Thursday, October 17, 2024

CAFA can't prevent remand to state court where consumer protection claims are all equitable

Haver v. General Mills, Inc., 2024 WL 4492052, No.: 3:24-cv-01269-CAB-MMP (S.D. Cal. Oct. 11, 2024)

Interesting remand to state court. Haver sued under the UCL and FAL, alleging that GM deceptively marketed “Fruit Snacks” to contain “Real Fruit Juice,” when the snacks in question were allegedly sweetened entirely with added sugars. GM removed under CAFA, but the court held that it lacked jurisdiction over Haver’s claims, which were all equitable, and therefore remanded, ruling that CAFA didn’t trump the rule regarding remand when the claims were only cognizable in state court. “[N]o antiremoval presumption attends cases invoking CAFA, which Congress enacted to facilitate adjudication of certain class actions in federal court.” Nonetheless, under 28 U.S.C. § 1447(c), remand is available if the court lacks subject matter jurisdiction.

Although removal was proper, the court continued on to Article III standing, which requires traceable injury and redressability. A plaintiff’s intention to purchase a product in the future is necessary for Article III standing when seeking injunctive relief. “As a general rule, if the district court is confronted with an Article III standing problem in a removed case—whether the claims at issue are state or federal—the proper course is to remand for adjudication in state court.”

The relevant part of the complaint said: “Plaintiff and Class Members are likely to continue to be damaged by General Mills’ deceptive trade practices, because General Mills continues to disseminate misleading information.” But Haver didn’t plead any concrete intention to buy the snacks in the future, meaning she didn’t have Article III standing for injunctive relief.

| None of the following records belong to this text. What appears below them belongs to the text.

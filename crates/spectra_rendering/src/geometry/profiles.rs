//! # Width & Color Profiles
//!
//! A ribbon's look is two functions of progress along the trail
//! (`0.0` = head, `1.0` = tail): one for width, one for color. Hosts can pass
//! any closure; the named presets below cover the shapes effects actually use
//! and are plain data, so they live inside pooled instances without boxing.
//!
//! ```rust
//! use spectra_rendering::geometry::{WidthFn, WidthProfile};
//!
//! let bump = WidthProfile::quadratic_bump(10.0);
//! assert_eq!(bump.width(0.0), 0.0);
//! assert!((bump.width(0.5) - 10.0).abs() < 1e-5);
//!
//! // Closures work too.
//! let custom = |t: f32| 4.0 * (1.0 - t);
//! assert_eq!(custom.width(0.0), 4.0);
//! ```

use spectra_core::math::{bump, lerp};
use spectra_core::{Color, Vec2};
use std::f32::consts::PI;

/// Width used when a width function produces garbage.
pub const DEFAULT_WIDTH: f32 = 1.0;

/// Start of the head-side ramp in [`WidthProfile::InverseLerpBump`].
const BUMP_RAMP_UP_START: f32 = 0.06;
/// End of the tail-side ramp in [`WidthProfile::InverseLerpBump`].
const BUMP_RAMP_DOWN_END: f32 = 0.9;
/// Default end of the head-side ramp.
const BUMP_RAMP_UP_END: f32 = 0.27;
/// Default start of the tail-side ramp.
const BUMP_RAMP_DOWN_START: f32 = 0.72;

/// Width as a function of trail progress.
pub trait WidthFn {
    /// Ribbon width at `progress` in `[0, 1]`.
    fn width(&self, progress: f32) -> f32;
}

impl<F: Fn(f32) -> f32> WidthFn for F {
    #[inline]
    fn width(&self, progress: f32) -> f32 {
        self(progress)
    }
}

/// Color as a function of trail progress.
pub trait ColorFn {
    /// Ribbon color at `progress` in `[0, 1]`.
    fn color(&self, progress: f32) -> Color;
}

impl<F: Fn(f32) -> Color> ColorFn for F {
    #[inline]
    fn color(&self, progress: f32) -> Color {
        self(progress)
    }
}

/// Positional offset as a function of trail progress.
pub trait OffsetFn {
    /// Offset added to the centerline at `progress`.
    fn offset(&self, progress: f32) -> Vec2;
}

impl<F: Fn(f32) -> Vec2> OffsetFn for F {
    #[inline]
    fn offset(&self, progress: f32) -> Vec2 {
        self(progress)
    }
}

/// A constant offset (projectile-size centering).
impl OffsetFn for Vec2 {
    #[inline]
    fn offset(&self, _progress: f32) -> Vec2 {
        *self
    }
}

/// Named width shapes.
#[derive(Clone, Copy, Debug, PartialEq)]
pub enum WidthProfile {
    /// Same width everywhere.
    Constant(f32),
    /// `start` at the head, shrinking linearly to zero at the tail.
    LinearTaper {
        /// Width at the head.
        start: f32,
    },
    /// `max * sin(progress * PI)`: zero at both ends, `max` at the middle.
    QuadraticBump {
        /// Width at the middle.
        max: f32,
    },
    /// `min` outside the ramps, `max` on the plateau between them.
    ///
    /// Ramps run `[0.06, ramp_up_end]` and `[ramp_down_start, 0.9]`.
    InverseLerpBump {
        /// Width outside the ramps.
        min: f32,
        /// Width on the plateau.
        max: f32,
        /// Progress where the head ramp reaches `max`.
        ramp_up_end: f32,
        /// Progress where the tail ramp starts falling.
        ramp_down_start: f32,
    },
}

impl WidthProfile {
    /// Linear taper from `start` to zero.
    #[must_use]
    pub const fn linear_taper(start: f32) -> Self {
        Self::LinearTaper { start }
    }

    /// Sine bump peaking at `max`.
    #[must_use]
    pub const fn quadratic_bump(max: f32) -> Self {
        Self::QuadraticBump { max }
    }

    /// Soft head and tail with the default ramp positions (0.27 / 0.72).
    #[must_use]
    pub const fn inverse_lerp_bump(min: f32, max: f32) -> Self {
        Self::InverseLerpBump {
            min,
            max,
            ramp_up_end: BUMP_RAMP_UP_END,
            ramp_down_start: BUMP_RAMP_DOWN_START,
        }
    }

    /// Soft head and tail with custom inner ramp positions.
    #[must_use]
    pub const fn inverse_lerp_bump_with(
        min: f32,
        max: f32,
        ramp_up_end: f32,
        ramp_down_start: f32,
    ) -> Self {
        Self::InverseLerpBump {
            min,
            max,
            ramp_up_end,
            ramp_down_start,
        }
    }

    /// Same shape, every width multiplied by `factor`.
    #[must_use]
    pub fn scaled(self, factor: f32) -> Self {
        match self {
            Self::Constant(w) => Self::Constant(w * factor),
            Self::LinearTaper { start } => Self::LinearTaper {
                start: start * factor,
            },
            Self::QuadraticBump { max } => Self::QuadraticBump { max: max * factor },
            Self::InverseLerpBump {
                min,
                max,
                ramp_up_end,
                ramp_down_start,
            } => Self::InverseLerpBump {
                min: min * factor,
                max: max * factor,
                ramp_up_end,
                ramp_down_start,
            },
        }
    }
}

impl Default for WidthProfile {
    fn default() -> Self {
        Self::Constant(DEFAULT_WIDTH)
    }
}

impl WidthFn for WidthProfile {
    #[inline]
    fn width(&self, progress: f32) -> f32 {
        match *self {
            Self::Constant(w) => w,
            Self::LinearTaper { start } => start * (1.0 - progress),
            Self::QuadraticBump { max } => max * (progress * PI).sin(),
            Self::InverseLerpBump {
                min,
                max,
                ramp_up_end,
                ramp_down_start,
            } => {
                let envelope = bump(
                    BUMP_RAMP_UP_START,
                    ramp_up_end,
                    ramp_down_start,
                    BUMP_RAMP_DOWN_END,
                    progress,
                );
                lerp(min, max, envelope)
            }
        }
    }
}

/// Named color shapes.
///
/// Opacity is folded into the colors with [`ColorProfile::scaled`]; the
/// additive passes ignore alpha.
#[derive(Clone, Copy, Debug, PartialEq)]
pub enum ColorProfile {
    /// Same color everywhere.
    Solid(Color),
    /// `head` at progress 0 blending to `tail` at progress 1.
    Gradient {
        /// Color at the head.
        head: Color,
        /// Color at the tail.
        tail: Color,
    },
    /// `color` scaled by a trapezoid envelope over progress.
    BumpOpacity {
        /// Color on the plateau.
        color: Color,
        /// `[ramp_up_start, ramp_up_end, ramp_down_start, ramp_down_end]`.
        ramps: [f32; 4],
    },
}

impl ColorProfile {
    /// Gradient from `head` to `tail`.
    #[must_use]
    pub const fn gradient(head: Color, tail: Color) -> Self {
        Self::Gradient { head, tail }
    }

    /// Trapezoid opacity envelope over `color`.
    #[must_use]
    pub const fn bump_opacity(color: Color, ramps: [f32; 4]) -> Self {
        Self::BumpOpacity { color, ramps }
    }

    /// Same shape with every color multiplied by `factor`.
    #[must_use]
    pub fn scaled(self, factor: f32) -> Self {
        match self {
            Self::Solid(c) => Self::Solid(c * factor),
            Self::Gradient { head, tail } => Self::Gradient {
                head: head * factor,
                tail: tail * factor,
            },
            Self::BumpOpacity { color, ramps } => Self::BumpOpacity {
                color: color * factor,
                ramps,
            },
        }
    }
}

impl Default for ColorProfile {
    fn default() -> Self {
        Self::Solid(Color::WHITE)
    }
}

impl ColorFn for ColorProfile {
    #[inline]
    fn color(&self, progress: f32) -> Color {
        match *self {
            Self::Solid(c) => c,
            Self::Gradient { head, tail } => head.lerp(tail, progress),
            Self::BumpOpacity { color, ramps } => {
                let [a, b, c, d] = ramps;
                color * bump(a, b, c, d, progress)
            }
        }
    }
}

/// Everything a ribbon build needs besides the polyline.
///
/// The default is a constant [`DEFAULT_WIDTH`] white ribbon with no offset
/// and no smoothing.
#[derive(Clone, Copy, Debug, PartialEq)]
pub struct PrimitiveSettings<W, C, O = Vec2> {
    /// Width function.
    pub width: W,
    /// Color function.
    pub color: C,
    /// Centerline offset function.
    pub offset: O,
    /// Catmull-Rom output sample count; `None` tessellates the raw points.
    pub smoothing: Option<usize>,
}

impl<W: WidthFn, C: ColorFn> PrimitiveSettings<W, C> {
    /// Settings with no offset and no smoothing.
    #[must_use]
    pub fn new(width: W, color: C) -> Self {
        Self {
            width,
            color,
            offset: Vec2::ZERO,
            smoothing: None,
        }
    }
}

impl<W: WidthFn, C: ColorFn, O: OffsetFn> PrimitiveSettings<W, C, O> {
    /// Resample to `samples` points before tessellating.
    #[must_use]
    pub fn smoothed(mut self, samples: usize) -> Self {
        self.smoothing = Some(samples);
        self
    }

    /// Replaces the offset function.
    #[must_use]
    pub fn with_offset<O2: OffsetFn>(self, offset: O2) -> PrimitiveSettings<W, C, O2> {
        PrimitiveSettings {
            width: self.width,
            color: self.color,
            offset,
            smoothing: self.smoothing,
        }
    }

    /// Width at `progress`, with non-finite results replaced by
    /// [`DEFAULT_WIDTH`] and negative results clamped to zero.
    #[inline]
    #[must_use]
    pub fn width_at(&self, progress: f32) -> f32 {
        let w = self.width.width(progress);
        if w.is_finite() {
            w.max(0.0)
        } else {
            DEFAULT_WIDTH
        }
    }

    /// Color at `progress`, non-finite results replaced by white.
    #[inline]
    #[must_use]
    pub fn color_at(&self, progress: f32) -> Color {
        let c = self.color.color(progress);
        if c.is_finite() {
            c
        } else {
            Color::WHITE
        }
    }

    /// Offset at `progress`, non-finite results replaced by zero.
    #[inline]
    #[must_use]
    pub fn offset_at(&self, progress: f32) -> Vec2 {
        let o = self.offset.offset(progress);
        if o.is_finite() {
            o
        } else {
            Vec2::ZERO
        }
    }
}

impl Default for PrimitiveSettings<WidthProfile, ColorProfile> {
    fn default() -> Self {
        Self::new(WidthProfile::default(), ColorProfile::default())
    }
}

#[cfg(test)]
mod tests {
    use super::*;

    const EPS: f32 = 1e-5;

    #[test]
    fn test_linear_taper() {
        let taper = WidthProfile::linear_taper(8.0);
        assert_eq!(taper.width(0.0), 8.0);
        assert_eq!(taper.width(0.5), 4.0);
        assert_eq!(taper.width(1.0), 0.0);
    }

    #[test]
    fn test_quadratic_bump_boundaries() {
        let b = WidthProfile::quadratic_bump(12.0);
        assert!(b.width(0.0).abs() < EPS);
        assert!((b.width(0.5) - 12.0).abs() < EPS);
        assert!(b.width(1.0).abs() < EPS);
    }

    #[test]
    fn test_inverse_lerp_bump_plateau_and_edges() {
        let b = WidthProfile::inverse_lerp_bump(2.0, 10.0);
        assert_eq!(b.width(0.0), 2.0);
        assert_eq!(b.width(0.06), 2.0);
        assert_eq!(b.width(0.27), 10.0);
        assert_eq!(b.width(0.5), 10.0);
        assert_eq!(b.width(0.72), 10.0);
        assert_eq!(b.width(0.95), 2.0);

        let mid_ramp = b.width((0.06 + 0.27) / 2.0);
        assert!((mid_ramp - 6.0).abs() < 1e-3);
    }

    #[test]
    fn test_scaled_width() {
        let b = WidthProfile::quadratic_bump(4.0).scaled(2.5);
        assert!((b.width(0.5) - 10.0).abs() < EPS);
        assert_eq!(WidthProfile::Constant(3.0).scaled(2.0).width(0.7), 6.0);
    }

    #[test]
    fn test_gradient_color() {
        let g = ColorProfile::gradient(Color::rgb(1.0, 0.0, 0.0), Color::rgb(0.0, 0.0, 1.0));
        assert_eq!(g.color(0.0), Color::rgb(1.0, 0.0, 0.0));
        assert_eq!(g.color(1.0), Color::rgb(0.0, 0.0, 1.0));
    }

    #[test]
    fn test_bump_opacity_color() {
        let c = ColorProfile::bump_opacity(Color::WHITE, [0.0, 0.25, 0.75, 1.0]);
        assert_eq!(c.color(0.5), Color::WHITE);
        assert_eq!(c.color(0.0), Color::TRANSPARENT);
        let ramp = c.color(0.125);
        assert!((ramp.r - 0.5).abs() < EPS);
    }

    #[test]
    fn test_settings_sanitize_bad_outputs() {
        let settings = PrimitiveSettings::new(|_t: f32| f32::NAN, |_t: f32| {
            Color::new(f32::INFINITY, 0.0, 0.0, 1.0)
        });
        assert_eq!(settings.width_at(0.3), DEFAULT_WIDTH);
        assert_eq!(settings.color_at(0.3), Color::WHITE);

        let negative = PrimitiveSettings::new(|_t: f32| -4.0, ColorProfile::default());
        assert_eq!(negative.width_at(0.3), 0.0);
    }

    #[test]
    fn test_default_settings_are_constant_white() {
        let settings = PrimitiveSettings::default();
        assert_eq!(settings.width_at(0.0), DEFAULT_WIDTH);
        assert_eq!(settings.width_at(1.0), DEFAULT_WIDTH);
        assert_eq!(settings.color_at(0.5), Color::WHITE);
        assert_eq!(settings.offset_at(0.5), Vec2::ZERO);
        assert!(settings.smoothing.is_none());
    }
}
//! Anchor points and the fixed-size trail history that stores them.

use spectra_core::Vec2;

/// Hard upper bound on points per trail history.
pub const MAX_TRAIL_POINTS: usize = 64;

/// One recorded sample of a moving source.
///
/// Immutable once recorded, except for `age`.
#[derive(Clone, Copy, Debug, Default, PartialEq)]
pub struct AnchorPoint {
    /// World position.
    pub position: Vec2,
    /// Source facing at record time, in radians.
    pub rotation: f32,
    /// Normalized age: 0 when recorded, evicted at 1.
    pub age: f32,
}

impl AnchorPoint {
    const EMPTY: Self = Self {
        position: Vec2::ZERO,
        rotation: 0.0,
        age: 0.0,
    };
}

/// Returns false for points the ribbon builder must skip.
///
/// `(0, 0)` is the "unset" sentinel of position-history buffers, so it is
/// filtered along with non-finite coordinates.
#[inline]
#[must_use]
pub fn is_valid_point(point: Vec2) -> bool {
    point.is_finite() && point != Vec2::ZERO
}

/// Ring buffer of the most recent anchor points, newest first.
///
/// Storage is inline so trails can sit in a pool and be reset without
/// touching the heap.
#[derive(Clone, Debug)]
pub struct TrailHistory {
    points: [AnchorPoint; MAX_TRAIL_POINTS],
    capacity: usize,
    /// Slot of the newest point.
    head: usize,
    len: usize,
}

impl Default for TrailHistory {
    fn default() -> Self {
        Self::with_capacity(MAX_TRAIL_POINTS)
    }
}

impl TrailHistory {
    /// History keeping at most `capacity` points, clamped to
    /// `2..=MAX_TRAIL_POINTS`.
    #[must_use]
    pub fn with_capacity(capacity: usize) -> Self {
        Self {
            points: [AnchorPoint::EMPTY; MAX_TRAIL_POINTS],
            capacity: capacity.clamp(2, MAX_TRAIL_POINTS),
            head: 0,
            len: 0,
        }
    }

    /// Maximum points kept.
    #[must_use]
    pub fn capacity(&self) -> usize {
        self.capacity
    }

    /// Points currently kept.
    #[must_use]
    pub fn len(&self) -> usize {
        self.len
    }

    /// True when no points are kept.
    #[must_use]
    pub fn is_empty(&self) -> bool {
        self.len == 0
    }

    /// Records a new head point. When full, the oldest point is overwritten.
    pub fn push(&mut self, position: Vec2, rotation: f32) {
        self.head = (self.head + self.capacity - 1) % self.capacity;
        self.points[self.head] = AnchorPoint {
            position,
            rotation,
            age: 0.0,
        };
        self.len = (self.len + 1).min(self.capacity);
    }

    /// Point `index` steps back from the head.
    #[must_use]
    pub fn get(&self, index: usize) -> Option<&AnchorPoint> {
        (index < self.len).then(|| &self.points[(self.head + index) % self.capacity])
    }

    /// Newest point.
    #[must_use]
    pub fn head(&self) -> Option<&AnchorPoint> {
        self.get(0)
    }

    /// Points from newest to oldest.
    pub fn iter(&self) -> impl Iterator<Item = &AnchorPoint> + '_ {
        (0..self.len).map(move |i| &self.points[(self.head + i) % self.capacity])
    }

    /// Ages every point by `step` and drops points that reached age 1.
    ///
    /// Returns the number of points dropped.
    pub fn advance_age(&mut self, step: f32) -> usize {
        let step = if step.is_finite() { step.max(0.0) } else { 1.0 };
        for i in 0..self.len {
            let slot = (self.head + i) % self.capacity;
            let point = &mut self.points[slot];
            point.age = (point.age + step).min(1.0);
        }

        // Ages grow towards the tail, so expiry only ever trims the end.
        let before = self.len;
        while self.len > 0 {
            let tail = (self.head + self.len - 1) % self.capacity;
            if self.points[tail].age < 1.0 {
                break;
            }
            self.len -= 1;
        }
        before - self.len
    }

    /// Appends positions newest first to `out`, skipping degenerate points.
    pub fn write_positions(&self, out: &mut Vec<Vec2>) {
        out.extend(
            self.iter()
                .map(|p| p.position)
                .filter(|p| is_valid_point(*p)),
        );
    }

    /// Forgets every point.
    pub fn clear(&mut self) {
        self.head = 0;
        self.len = 0;
    }
}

And Haver’s remaining claims sounded in equity: restitution and disgorgement. Equitable jurisdiction asks whether the “principles governing equitable relief” allow a district court to “exercise its remedial powers.” In that sense, equitable jurisdiction is a “threshold jurisdictional question.” Sonner v. Premier Nutrition Corp., 971 F.3d 834 (9th Cir. 2020). (I did wonder whether defendants’ victory in Sonner could be taken back by plaintiffs, and here we are.)

“Federal courts sitting in diversity can only award equitable relief under state law if there is no adequate legal remedy.” But Haver didn’t plead that she lacked an adequate remedy at law. “[N]othing in the complaint suggests that a damages award for the alleged false advertising type claims would fail to make class members whole.” Thus, the court lacked equitable jurisdiction; the court couldn’t provide the only relief Haver sought.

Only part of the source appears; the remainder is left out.